= Information given =
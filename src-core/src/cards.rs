use serde::{Deserialize, Serialize};

const RANK_ORDER: &str = "AKQJT98765432";
const BROADWAY_RANKS: &str = "AKQJT";

pub fn suit_symbol(suit: char) -> Option<&'static str> {
    match suit.to_ascii_lowercase() {
        'h' => Some("♥"),
        'd' => Some("♦"),
        'c' => Some("♣"),
        's' => Some("♠"),
        _ => None,
    }
}

fn split_token(token: &str) -> Option<(&str, char)> {
    let mut chars = token.chars();
    let suit = chars.next_back()?;
    let rank = chars.as_str();
    if rank.is_empty() {
        return None;
    }
    Some((rank, suit))
}

pub fn to_display(card_token: &str) -> String {
    match split_token(card_token.trim()) {
        Some((rank, suit)) => match suit_symbol(suit) {
            Some(symbol) => format!("{}{}", rank, symbol),
            None => format!("{}{}", rank, suit),
        },
        None => String::new(),
    }
}

pub fn cards_to_display(cards: &str) -> String {
    cards
        .split_whitespace()
        .map(to_display)
        .filter(|c| !c.is_empty())
        .collect::<Vec<_>>()
        .join(" ")
}

pub fn normalize(card_token: &str) -> String {
    match split_token(card_token) {
        Some((rank, suit)) => format!("{}{}", rank.to_uppercase(), suit.to_ascii_lowercase()),
        None => card_token.to_string(),
    }
}

pub fn is_valid_card(card_token: &str) -> bool {
    let bytes = card_token.as_bytes();
    bytes.len() == 2
        && b"AKQJT98765432".contains(&bytes[0].to_ascii_uppercase())
        && b"hdcs".contains(&bytes[1].to_ascii_lowercase())
}

fn rank_of(card: &str) -> String {
    split_token(card)
        .map(|(rank, _)| rank.to_uppercase())
        .unwrap_or_default()
}

fn suit_of(card: &str) -> Option<char> {
    split_token(card).map(|(_, suit)| suit.to_ascii_lowercase())
}

fn rank_index(rank: &str) -> Option<usize> {
    if rank.len() != 1 {
        return None;
    }
    RANK_ORDER.find(rank)
}

fn is_broadway_rank(rank: &str) -> bool {
    rank.len() == 1 && BROADWAY_RANKS.contains(rank)
}

#[derive(Debug, Clone, Copy, Default, PartialEq, Eq, Serialize, Deserialize)]
pub struct HoleCardTags {
    pub is_suited: bool,
    pub is_pair: bool,
    pub has_ace: bool,
    pub is_broadway: bool,
}

#[derive(Debug, Clone, PartialEq, Eq, Serialize, Deserialize)]
pub struct HoleCards(pub String, pub String);

impl HoleCards {
    pub fn parse(cards: &str) -> Option<Self> {
        let mut tokens = cards.split_whitespace();
        let first = tokens.next()?;
        let second = tokens.next()?;
        if first.chars().count() < 2 || second.chars().count() < 2 {
            return None;
        }
        Some(Self(first.to_string(), second.to_string()))
    }

    pub fn tags(&self) -> HoleCardTags {
        let (r1, r2) = (rank_of(&self.0), rank_of(&self.1));
        HoleCardTags {
            is_suited: suit_of(&self.0).is_some() && suit_of(&self.0) == suit_of(&self.1),
            is_pair: !r1.is_empty() && r1 == r2,
            has_ace: r1 == "A" || r2 == "A",
            is_broadway: is_broadway_rank(&r1) && is_broadway_rank(&r2),
        }
    }

    /// Shorthand like `"AKs"` or `"84o"`, higher rank first regardless of input order.
    ///
    /// Pairs keep the offsuit suffix (`"TTo"`). Ranks outside `2-A` are left in
    /// input order.
    pub fn hand_type(&self) -> String {
        let (r1, r2) = (rank_of(&self.0), rank_of(&self.1));
        let suffix = if self.tags().is_suited { 's' } else { 'o' };
        match (rank_index(&r1), rank_index(&r2)) {
            (Some(i1), Some(i2)) if i2 < i1 => format!("{}{}{}", r2, r1, suffix),
            _ => format!("{}{}{}", r1, r2, suffix),
        }
    }

    pub fn to_display(&self) -> String {
        cards_to_display(&format!("{} {}", self.0, self.1))
    }
}

impl std::fmt::Display for HoleCards {
    fn fmt(&self, f: &mut std::fmt::Formatter<'_>) -> std::fmt::Result {
        write!(f, "{} {}", self.0, self.1)
    }
}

= Try it =
Out of the material above, gather each line where "Debug" appears.

= Completed task =
#[derive(Debug, Clone, Copy, Default, PartialEq, Eq, Serialize, Deserialize)]
#[derive(Debug, Clone, PartialEq, Eq, Serialize, Deserialize)]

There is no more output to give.